ACTIVITY: What is the number of lines below that hold "PartialEq"? Answer with that number only.

DATA SHOWN:
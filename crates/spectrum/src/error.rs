//! Result and Error types for the spectrum module

/// Type alias for `Result<T, spectrum::Error>`
pub type Result<T> = core::result::Result<T, Error>;

/// The error type for `nflux-spectrum`
#[derive(thiserror::Error, Debug)]
pub enum Error {
    /// Failure reading a configuration file
    #[error("failure in file I/O")]
    Io(#[from] std::io::Error),

    /// Failure to deserialise a JSON configuration
    #[error("failed serde JSON operation")]
    Json(#[from] serde_json::Error),

    /// Neutron temperature must be positive and finite
    #[error("thermal temperature must be positive (found {0:?} K)")]
    NonPositiveTemperature(f64),

    /// Thermal to non-thermal ratio must be positive and finite
    #[error("target ratio must be positive (found {0:?})")]
    NonPositiveRatio(f64),

    /// Target ratio cannot be reached by any tabulated cutoff
    #[error(
        "target ratio {target:e} outside the range [{min:e}, {max:e}] covered by the calibration table (see cutoff_min and cutoff_max_kt)"
    )]
    UnreachableRatio { target: f64, min: f64, max: f64 },

    /// Inconsistent or out of range configuration values
    #[error("invalid configuration: {0}")]
    InvalidConfig(String),

    /// Spectrum evaluated at or below zero energy
    #[error("energy must be positive (found {0:?} eV)")]
    NonPositiveEnergy(f64),

    /// Trial cutoff outside of (0, fast boundary)
    #[error("cutoff {cutoff:e} eV outside admissible domain (0, {fast_boundary:e})")]
    CutoffOutsideDomain { cutoff: f64, fast_boundary: f64 },

    /// Adaptive quadrature ran out of subdivisions before converging
    #[error(
        "quadrature on [{lower:e}, {upper:e}] did not converge (estimate {estimate:e}, error {error:e} after {subdivisions} subdivisions)"
    )]
    IntegrationFailed {
        lower: f64,
        upper: f64,
        estimate: f64,
        error: f64,
        subdivisions: usize,
    },

    /// Every node of the first pass was zero, so nothing was resolved
    #[error("integrand is zero at every node on [{lower:e}, {upper:e}], any peak is unresolved")]
    UnresolvedIntegrand { lower: f64, upper: f64 },

    /// Integrand returned NAN or INFINITY
    #[error("integrand is undefined at {energy:e} eV")]
    NonFiniteIntegrand { energy: f64 },

    /// Tabulated ratios must increase strictly with the cutoff
    #[error("ratio is not strictly increasing at cutoff {cutoff:e} eV")]
    NonMonotonicRatio { cutoff: f64 },

    /// Non-thermal flux vanishes or overflows, so no ratio exists
    #[error("ratio is undefined at cutoff {cutoff:e} eV")]
    UndefinedRatio { cutoff: f64 },

    /// Failure in a table operation
    #[error("table lookup failed")]
    Table(#[from] nflux_utils::Error),
}

/// Broad classification of an [Error]
///
/// Useful for callers that only care whether the configuration was bad, an
/// evaluation was out of domain, or the numerics failed.
#[derive(Debug, Clone, Copy, PartialEq, Eq)]
pub enum ErrorKind {
    /// Bad temperature, ratio, or configuration values
    Configuration,
    /// Energy or cutoff outside of the valid domain
    Domain,
    /// Quadrature failed to converge
    Integration,
    /// No cutoff could be found consistent with the target
    Calibration,
}

impl Error {
    /// Classify the error into one of the broad [ErrorKind]s
    pub fn kind(&self) -> ErrorKind {
        match self {
            Self::Io(_)
            | Self::Json(_)
            | Self::NonPositiveTemperature(_)
            | Self::NonPositiveRatio(_)
            | Self::UnreachableRatio { .. }
            | Self::InvalidConfig(_) => ErrorKind::Configuration,
            Self::NonPositiveEnergy(_) | Self::CutoffOutsideDomain { .. } => ErrorKind::Domain,
            Self::IntegrationFailed { .. }
            | Self::UnresolvedIntegrand { .. }
            | Self::NonFiniteIntegrand { .. } => ErrorKind::Integration,
            Self::NonMonotonicRatio { .. } | Self::UndefinedRatio { .. } | Self::Table(_) => {
                ErrorKind::Calibration
            }
        }
    }
}
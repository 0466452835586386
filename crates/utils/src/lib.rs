//! Common utility for extended `std` types and tabulated data
//!
//! These are left public for convenience.
//!
//! For example, log-spaced grids, checked lookups into ascending tables, and
//! prettier formatting for scientific numbers are useful everywhere.

// Alias for the format! macro
pub use std::format as f;

// Modules
mod error;
mod grid;
mod slice_ext;
mod value_ext;

// Flatten
pub use error::{Error, Result};
pub use grid::{interpolate, logspace};
pub use slice_ext::SliceExt;
pub use value_ext::ValueExt;
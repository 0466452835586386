//! Result and Error types for the export module

/// Type alias for `Result<T, export::Error>`
pub type Result<T> = core::result::Result<T, Error>;

/// The error type for `nflux-export`
#[derive(thiserror::Error, Debug)]
pub enum Error {
    /// Underlying file I/O error
    #[error("failure in file I/O")]
    Io(#[from] std::io::Error),

    /// Failure writing CSV records
    #[error("failed CSV operation")]
    Csv(#[from] csv::Error),

    /// Failure to serialise to a JSON string
    #[error("failed serde JSON operation")]
    Json(#[from] serde_json::Error),

    /// Failure evaluating the spectrum model
    #[error("failed to evaluate spectrum")]
    Spectrum(#[from] nflux_spectrum::Error),

    /// Columns of a table must all be the same length
    #[error("inconsistent column lengths (expected {expected:?}, found {found:?})")]
    UnexpectedColumnLength { expected: usize, found: usize },

    /// Unrecognised output format name
    #[error("unknown output format \"{0}\"")]
    UnknownFormat(String),
}
//! Command line tool for calibrated neutron flux spectra

// standard library
use std::path::PathBuf;
use std::process::ExitCode;

// neutronics toolbox
use nflux_export::{write_file, Format, RatioCurve, SpectrumTable};
use nflux_spectrum::{OutOfRange, SpectrumConfig, SpectrumModel};
use nflux_utils::logspace;

// external crates
use clap::{ArgAction, Parser};
use log::info;

/// Calibrate a thermal/epithermal/fast flux spectrum and tabulate it
///
/// The thermal cutoff is chosen so that the ratio of thermal to non-thermal
/// flux matches RATIO at the neutron TEMPERATURE. The spectrum is then
/// sampled on a log-spaced energy grid for plotting elsewhere.
#[derive(Parser, Debug)]
#[command(version, about, long_about)]
struct Cli {
    /// Target thermal to non-thermal flux ratio
    ratio: f64,

    /// Neutron temperature (K)
    #[arg(default_value_t = 600.0)]
    temperature: f64,

    /// JSON configuration file
    #[arg(short, long, value_name = "FILE")]
    config: Option<PathBuf>,

    /// Snap unreachable ratios to the nearest tabulated cutoff
    #[arg(long)]
    clamp: bool,

    /// Lowest sampled energy (eV)
    #[arg(long, default_value_t = 1e-5)]
    emin: f64,

    /// Highest sampled energy (eV)
    #[arg(long, default_value_t = 1e7)]
    emax: f64,

    /// Number of sampled energies
    #[arg(long, default_value_t = 1000)]
    points: usize,

    /// Output format [ascii, csv, json]
    #[arg(short, long, default_value = "ascii")]
    format: String,

    /// Path for the sampled spectrum
    #[arg(short, long, value_name = "PATH", default_value = "flux_spectrum.txt")]
    output: PathBuf,

    /// Also write the ratio against cutoff calibration curve here
    #[arg(long, value_name = "PATH")]
    ratio_curve: Option<PathBuf>,

    /// Verbose logging (-v, -vv, -vvv)
    #[arg(short, long, action = ArgAction::Count)]
    verbose: u8,

    /// Suppress all log output
    #[arg(short, long)]
    quiet: bool,
}

fn main() -> ExitCode {
    let cli = Cli::parse();
    init_logging(&cli);

    match run(&cli) {
        Ok(()) => ExitCode::SUCCESS,
        Err(e) => {
            // printed directly so that fatal errors survive --quiet
            eprintln!("{}", report(&e));
            ExitCode::FAILURE
        }
    }
}

fn run(cli: &Cli) -> nflux_export::Result<()> {
    let format: Format = cli.format.parse()?;

    let mut config = match &cli.config {
        Some(path) => SpectrumConfig::from_json_file(path)?,
        None => SpectrumConfig::default(),
    };

    if cli.clamp {
        config.calibration.out_of_range = OutOfRange::Clamp;
    }

    let model = SpectrumModel::with_config(cli.ratio, cli.temperature, &config)?;
    info!("{model}");

    let energies = logspace(cli.emin, cli.emax, cli.points).map_err(nflux_spectrum::Error::from)?;
    let table = SpectrumTable::sample(&model, &energies)?;
    write_file(&table, format, &cli.output)?;
    info!("Spectrum written to {}", cli.output.display());

    if let Some(path) = &cli.ratio_curve {
        let curve = RatioCurve::from_calibration(&model);
        write_file(&curve, format, path)?;
        info!("Calibration curve written to {}", path.display());
    }

    Ok(())
}

/// Error message followed by every underlying cause
fn report(e: &nflux_export::Error) -> String {
    let mut message = format!("error: {e}");
    let mut source = std::error::Error::source(e);
    while let Some(cause) = source {
        message += &format!("\n  caused by: {cause}");
        source = std::error::Error::source(cause);
    }
    message
}

fn init_logging(cli: &Cli) {
    let result = stderrlog::new()
        .modules([module_path!(), "nflux_spectrum", "nflux_export"])
        .quiet(cli.quiet)
        .verbosity(cli.verbose as usize + 2)
        .show_level(false)
        .init();

    if let Err(e) = result {
        eprintln!("unable to initialise logger: {e}");
    }
}

#[cfg(test)]
mod tests {
    use super::*;
    use clap::CommandFactory;

    #[test]
    fn cli_definition() {
        Cli::command().debug_assert();
    }

    #[test]
    fn defaults() {
        let cli = Cli::parse_from(["nflux", "2.0"]);
        assert_eq!(cli.temperature, 600.0);
        assert_eq!(cli.points, 1000);
        assert_eq!(cli.format, "ascii");
        assert!(!cli.clamp);
    }

    #[test]
    fn ratio_is_required() {
        assert!(Cli::try_parse_from(["nflux"]).is_err());
    }

    #[test]
    fn report_includes_causes() {
        let e = nflux_export::Error::from(nflux_spectrum::Error::NonPositiveEnergy(-1.0));
        let text = report(&e);
        assert!(text.starts_with("error: failed to evaluate spectrum"));
        assert!(text.contains("caused by: energy must be positive"));
    }

    #[test]
    fn verbosity_counts() {
        let cli = Cli::parse_from(["nflux", "2.0", "450", "-vvv", "--clamp"]);
        assert_eq!(cli.verbose, 3);
        assert_eq!(cli.temperature, 450.0);
        assert!(cli.clamp);
    }
}
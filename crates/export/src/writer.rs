//! Write operations for sampled spectrum data

// standard library
use std::fs::File;
use std::io::{BufWriter, Write};
use std::path::Path;
use std::str::FromStr;

// crate modules
use crate::error::{Error, Result};
use crate::table::Tabular;

// neutronics toolbox
use nflux_utils::{f, ValueExt};

// external crates
use log::debug;

/// Width of each ASCII column
const COLUMN_WIDTH: usize = 13;

/// Supported output formats
#[derive(Debug, Clone, Copy, PartialEq, Eq, Default)]
pub enum Format {
    /// Whitespace separated columns with a `#` header line
    #[default]
    Ascii,
    /// Comma separated values with a header record
    Csv,
    /// Pretty printed JSON of the full table
    Json,
}

impl FromStr for Format {
    type Err = Error;

    fn from_str(s: &str) -> Result<Self> {
        match s.to_lowercase().as_str() {
            "ascii" | "txt" | "text" => Ok(Self::Ascii),
            "csv" => Ok(Self::Csv),
            "json" => Ok(Self::Json),
            _ => Err(Error::UnknownFormat(s.to_string())),
        }
    }
}

impl std::fmt::Display for Format {
    fn fmt(&self, f: &mut std::fmt::Formatter) -> std::fmt::Result {
        let name = match self {
            Self::Ascii => "ascii",
            Self::Csv => "csv",
            Self::Json => "json",
        };
        write!(f, "{name}")
    }
}

/// Write a table in any [Format] to a file
///
/// ```rust, no_run
/// # use nflux_spectrum::SpectrumModel;
/// # use nflux_export::{write_file, Format, SpectrumTable};
/// let model = SpectrumModel::new(2.0, 600.0).unwrap();
/// let table = SpectrumTable::sample(&model, &[1e-2, 1.0, 1e4, 1e7]).unwrap();
/// write_file(&table, Format::Csv, "./flux_spectrum.csv").unwrap();
/// ```
pub fn write_file<T: Tabular, P: AsRef<Path>>(table: &T, format: Format, path: P) -> Result<()> {
    debug!("Writing {format} table to {}", path.as_ref().display());
    let mut writer = init_writer(path)?;
    write_table(table, format, &mut writer)?;
    writer.flush()?;
    Ok(())
}

/// Write a table in any [Format] to a writer
pub fn write_table<T: Tabular, W: Write>(table: &T, format: Format, writer: W) -> Result<()> {
    match format {
        Format::Ascii => write_ascii(table, writer),
        Format::Csv => write_csv(table, writer),
        Format::Json => write_json(table, writer),
    }
}

/// Aligned columns of scientific numbers
///
/// ```text
/// #      energy          flux      lethargy
///   1.00000e-05   1.75454e-03   1.75454e-08
/// ```
pub fn write_ascii<T: Tabular, W: Write>(table: &T, mut writer: W) -> Result<()> {
    let header = table
        .headers()
        .iter()
        .map(|h| f!("{h:>COLUMN_WIDTH$}"))
        .collect::<String>();
    // swap the leading pad for a comment marker
    writeln!(writer, "#{}", &header[1..])?;

    for row in table.rows() {
        let line = row
            .iter()
            .map(|v| f!("{:>COLUMN_WIDTH$}", v.sci(5, 2)))
            .collect::<String>();
        writeln!(writer, "{line}")?;
    }

    Ok(())
}

/// CSV with the column headings as the first record
pub fn write_csv<T: Tabular, W: Write>(table: &T, writer: W) -> Result<()> {
    let mut csv_writer = csv::Writer::from_writer(writer);
    csv_writer.write_record(table.headers())?;

    for row in table.rows() {
        csv_writer.write_record(row.iter().map(|v| f!("{v:e}")))?;
    }

    csv_writer.flush()?;
    Ok(())
}

/// Direct serialisation of the full table, metadata included
pub fn write_json<T: Tabular, W: Write>(table: &T, writer: W) -> Result<()> {
    serde_json::to_writer_pretty(writer, table)?;
    Ok(())
}

/// Initialise a writer from anything that can be turned into a path
fn init_writer<P: AsRef<Path>>(path: P) -> Result<BufWriter<File>> {
    let file = File::create(path)?;
    Ok(BufWriter::new(file))
}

SOLUTION FOR THIS EXERCISE: 2